Best scenario for Manny Pacquiao

SPORTING CHANCE By Joaquin M. Henson

Boxing trainer Freddie Roach’s chief assistant Marvin Somodio recently talked about how Manny Pacquiao might want to end his storybook ring career. I visited Marvin at the Wild Card Gym in Los Angeles and asked if WBO welterweight champion Jeff Horn could beat a well-prepared Pacquiao in a rematch.

“No chance,” said Somodio without hesitation. “Manny can still fight at a high level. But as a fighter gets older, he has to do more preparation, work harder. He has to know when to train, when to rest. With Manny, it’s difficult to focus only on boxing because he’s a Senator who takes his job seriously to help our people. He works in the Senate during the day then trains at night. There is little time to rest and recover. He went to Australia a week before the fight. Manny used to go to the US three weeks before a fight. When he fought Horn, I thought it would end in the ninth round. Horn was badly hurt. But Manny got tired. It was the first time I saw Manny not able to knock out an opponent who was ready to go.”

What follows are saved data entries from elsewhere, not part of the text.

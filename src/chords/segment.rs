use serde::Serialize;

use super::templates::CHORD_TEMPLATES;

/// A chord change: the chord that starts at `time`.
///
/// `time` is the fractional position `frame / total_frames` within the track,
/// in `[0, 1)`, unless converted with
/// [`ChordAnalysis::events_in_seconds`](crate::ChordAnalysis::events_in_seconds).
#[derive(Clone, Debug, PartialEq, Serialize)]
pub struct ChordEvent {
    pub chord: String,
    pub time: f64,
    /// Frame at which the chord starts.
    #[serde(skip)]
    pub frame: usize,
}

/// Collapse runs of identical classifications into chord-change events.
pub fn segment(classifications: &[usize]) -> Vec<ChordEvent> {
    let total = classifications.len();
    let mut events = Vec::new();
    let mut current: Option<usize> = None;

    for (frame, &template) in classifications.iter().enumerate() {
        if current == Some(template) {
            continue;
        }
        events.push(ChordEvent {
            chord: CHORD_TEMPLATES[template].name.to_string(),
            time: frame as f64 / total as f64,
            frame,
        });
        current = Some(template);
    }

    log::debug!("Segmented {} frames into {} chord events", total, events.len());
    events
}

#[cfg(test)]
mod tests {
    use super::*;

    fn changes(seq: &[usize]) -> usize {
        seq.windows(2).filter(|w| w[0] != w[1]).count()
    }

    #[test]
    fn empty_sequence_has_no_events() {
        assert!(segment(&[]).is_empty());
    }

    #[test]
    fn first_frame_always_emits() {
        let events = segment(&[19, 19, 19, 19]);
        assert_eq!(events.len(), 1);
        assert_eq!(events[0].chord, "Am");
        assert_eq!(events[0].time, 0.0);
    }

    #[test]
    fn emits_on_every_change() {
        let seq = [0, 0, 19, 19, 19, 0, 14, 14];
        let events = segment(&seq);
        let names: Vec<&str> = events.iter().map(|e| e.chord.as_str()).collect();
        assert_eq!(names, vec!["C", "Am", "C", "G"]);
        let times: Vec<f64> = events.iter().map(|e| e.time).collect();
        assert_eq!(times, vec![0.0, 2.0 / 8.0, 5.0 / 8.0, 6.0 / 8.0]);
    }

    #[test]
    fn event_count_matches_changes_for_many_sequences() {
        // Deterministic pseudo-random sequences with long and short runs.
        let mut state: u64 = 0x2545_f491_4f6c_dd1d;
        for len in 1..60 {
            let seq: Vec<usize> = (0..len)
                .map(|_| {
                    state ^= state << 13;
                    state ^= state >> 7;
                    state ^= state << 17;
                    (state % 3) as usize * 7
                })
                .collect();
            let events = segment(&seq);
            assert_eq!(events.len(), 1 + changes(&seq));
            assert!(events.windows(2).all(|w| w[0].time < w[1].time));
            assert!(events.iter().all(|e| e.time >= 0.0 && e.time < 1.0));
        }
    }

    #[test]
    fn serializes_chord_and_time_only() {
        let events = segment(&[0, 0, 19, 19]);
        let json = serde_json::to_string(&events).unwrap();
        assert_eq!(json, r#"[{"chord":"C","time":0.0},{"chord":"Am","time":0.5}]"#);
    }
}
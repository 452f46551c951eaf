use rubato::{
    Resampler, SincFixedIn, SincInterpolationParameters, SincInterpolationType, WindowFunction,
};

use super::decode::Waveform;
use crate::error::{ChordError, Result};

/// Length of the sinc anti-aliasing kernel, in input samples.
const SINC_LEN: usize = 256;

fn sinc_params() -> SincInterpolationParameters {
    SincInterpolationParameters {
        sinc_len: SINC_LEN,
        f_cutoff: 0.95,
        interpolation: SincInterpolationType::Linear,
        oversampling_factor: 256,
        window: WindowFunction::BlackmanHarris2,
    }
}

/// Band-limited resampling of mono audio from `from_rate` to `to_rate`.
///
/// When the rate goes down, rubato scales the sinc cutoff to the new Nyquist
/// frequency, so content above it is removed rather than folded back.
/// The resampler's output delay is trimmed: output sample `m` lines up with
/// input time `m / to_rate`. Output length is `ceil(len * to_rate / from_rate)`.
fn sinc_resample(samples: &[f32], from_rate: f64, to_rate: f64) -> Result<Vec<f32>> {
    let expected = (samples.len() as f64 * to_rate / from_rate).ceil() as usize;
    if samples.is_empty() {
        return Ok(Vec::new());
    }

    // Trailing zeros flush the kernel so the tail survives the delay trim.
    let mut padded = Vec::with_capacity(samples.len() + SINC_LEN);
    padded.extend_from_slice(samples);
    padded.resize(samples.len() + SINC_LEN, 0.0);

    let ratio = to_rate / from_rate;
    let mut resampler = SincFixedIn::<f32>::new(ratio, 1.0, sinc_params(), padded.len(), 1)
        .map_err(|e| ChordError::Resample(e.to_string()))?;
    let delay = resampler.output_delay();

    let input = vec![padded];
    let output = resampler
        .process(&input, None)
        .map_err(|e| ChordError::Resample(e.to_string()))?;

    let mut channel = output.into_iter().next().unwrap_or_default();
    channel.drain(..delay.min(channel.len()));
    channel.resize(expected, 0.0);
    Ok(channel)
}

/// Resample to a fixed analysis rate so every input is analyzed with the
/// same frequency resolution and hop duration.
pub fn resample_to(waveform: &Waveform, sample_rate: u32) -> Result<Waveform> {
    let target = sample_rate as f32;
    if waveform.sample_rate == target {
        return Ok(waveform.clone());
    }

    let samples = sinc_resample(&waveform.samples, waveform.sample_rate as f64, target as f64)?;
    log::debug!(
        "Resampled {} -> {} samples ({}Hz -> {}Hz)",
        waveform.len(),
        samples.len(),
        waveform.sample_rate,
        target
    );
    Waveform::new(samples, target)
}

/// Reduce the sample rate by an integer factor.
///
/// The anti-aliasing low-pass runs before samples are dropped, so content
/// above the new Nyquist frequency does not fold into the audible band.
/// Output length is `ceil(len / factor)`.
pub fn decimate(waveform: &Waveform, factor: usize) -> Result<Waveform> {
    if factor <= 1 {
        return Ok(waveform.clone());
    }

    let rate = waveform.sample_rate as f64;
    let reduced_rate = rate / factor as f64;
    let samples = sinc_resample(&waveform.samples, rate, reduced_rate)?;

    log::debug!(
        "Decimated {} -> {} samples ({}Hz -> {}Hz)",
        waveform.len(),
        samples.len(),
        waveform.sample_rate,
        reduced_rate
    );

    Waveform::new(samples, reduced_rate as f32)
}
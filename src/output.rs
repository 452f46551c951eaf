//! Rendering of chord events for the command line.

use serde::Serialize;
use std::io::Write;
use std::path::PathBuf;

use crate::chords::segment::ChordEvent;
use crate::config::OutputFormat;
use crate::error::Result;

/// Events found in one input file.
#[derive(Debug, Serialize)]
pub struct FileReport {
    pub path: PathBuf,
    pub events: Vec<ChordEvent>,
}

/// Write reports as `time<TAB>chord` lines or as JSON.
///
/// With `with_paths` unset (one input), events are written without a file
/// header (text) or as a bare event array (JSON). Otherwise every report
/// carries its path.
pub fn write_reports<W: Write>(
    out: &mut W,
    reports: &[FileReport],
    format: OutputFormat,
    with_paths: bool,
) -> Result<()> {
    match format {
        OutputFormat::Json => {
            let written = match reports {
                [single] if !with_paths => serde_json::to_writer_pretty(&mut *out, &single.events),
                _ => serde_json::to_writer_pretty(&mut *out, reports),
            };
            written.map_err(std::io::Error::from)?;
            writeln!(out)?;
        }
        OutputFormat::Text => {
            for report in reports {
                if with_paths {
                    writeln!(out, "# {}", report.path.display())?;
                }
                for event in &report.events {
                    writeln!(out, "{:.3}\t{}", event.time, event.chord)?;
                }
            }
        }
    }
    Ok(())
}
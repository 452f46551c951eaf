pub mod chroma;
pub mod decode;
pub mod resample;
pub mod smoothing;
pub mod spectrum;
#![forbid(unsafe_code)]

//! Deferred initial-focus task.
//!
//! `open` does not move focus synchronously; it schedules a
//! [`DeferredFocus`] through the host so focus lands after the surface is
//! visible. The task carries the epoch of the opening it belongs to and only
//! acts while that opening is still the active modal. A close, a reopen, or
//! a newer modal on top turns it into a no-op.

use crate::stack::{ModalId, ModalStack};

/// Pending "focus the first element of this modal" task.
#[derive(Debug, Clone, PartialEq, Eq, Hash)]
pub struct DeferredFocus {
    modal: ModalId,
    epoch: u64,
}

impl DeferredFocus {
    pub(crate) fn new(modal: ModalId, epoch: u64) -> Self {
        Self { modal, epoch }
    }

    pub fn modal(&self) -> &ModalId {
        &self.modal
    }

    pub fn epoch(&self) -> u64 {
        self.epoch
    }

    /// Guard: the opening this task was scheduled for is still on top.
    pub fn is_current(&self, stack: &ModalStack) -> bool {
        stack
            .active()
            .is_some_and(|top| top.id == self.modal && top.epoch == self.epoch)
    }
}
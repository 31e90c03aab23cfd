#![forbid(unsafe_code)]

//! Modal stack and focus-trap engine.
//!
//! `modalkit-core` tracks which overlay dialogs are open and in what order,
//! decides which modal an input gesture targets, keeps visibility and
//! accessibility state in step with the stack, and traps keyboard focus in
//! the topmost modal. It knows nothing about any concrete UI tree: every
//! query and mutation goes through the [`ModalHost`] capability trait.
//!
//! # Control flow
//!
//! ```text
//! host input ──▶ ModalManager::handle_input ──▶ router::route ──▶ Route
//!                         │                                         │
//!                         ◀────────── open / close / wrap ◀─────────┘
//!                         │
//!                         ├─▶ ModalStack (order, z-index, epochs)
//!                         ├─▶ visibility (surface state, document marker)
//!                         └─▶ FocusTrap (re-anchor to new topmost)
//! ```
//!
//! # Example
//!
//! ```ignore
//! use modalkit_core::testing::{ElementSpec, MemoryDocument};
//! use modalkit_core::ModalManager;
//!
//! let mut doc = MemoryDocument::new();
//! let surface = doc.modal_surface("signup");
//! doc.append(surface, ElementSpec::new("input"));
//!
//! let mut modals = ModalManager::with_defaults(doc);
//! assert!(modals.open("signup"));
//! assert_eq!(modals.z_index("signup"), Some(1001));
//! assert!(modals.close("signup"));
//! assert!(modals.list_open().is_empty());
//! ```

pub mod config;
pub mod event;
pub mod focusable;
pub mod geometry;
pub mod host;
pub mod manager;
pub mod router;
pub mod schedule;
pub mod stack;
#[cfg(any(test, feature = "test-helpers"))]
pub mod testing;
pub mod trap;
pub mod visibility;

pub use config::{ConfigError, ModalConfig, ModalConfigBuilder, Selector};
pub use event::{Disposition, InputEvent, InputKind, Key, ModalNotification, Modifiers, Phase};
pub use geometry::{Point, Rect};
pub use host::{ElementKind, FocusTraits, ModalHost};
pub use manager::ModalManager;
pub use router::{CloseCause, Route};
pub use schedule::DeferredFocus;
pub use stack::{ModalId, ModalStack, StackEntry};
pub use trap::TrapState;
pub use visibility::SurfaceState;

Somodio said referee Mark Nelson had no business allowing Horn to get away with dirty tactics. “The referee gave Horn a big advantage,” he said. “He should’ve stopped Horn from elbowing, butting and doing those things in the early rounds but didn’t so the momentum of the fight went to him. I think if the referee did what he was supposed to do, Manny would’ve won without question.”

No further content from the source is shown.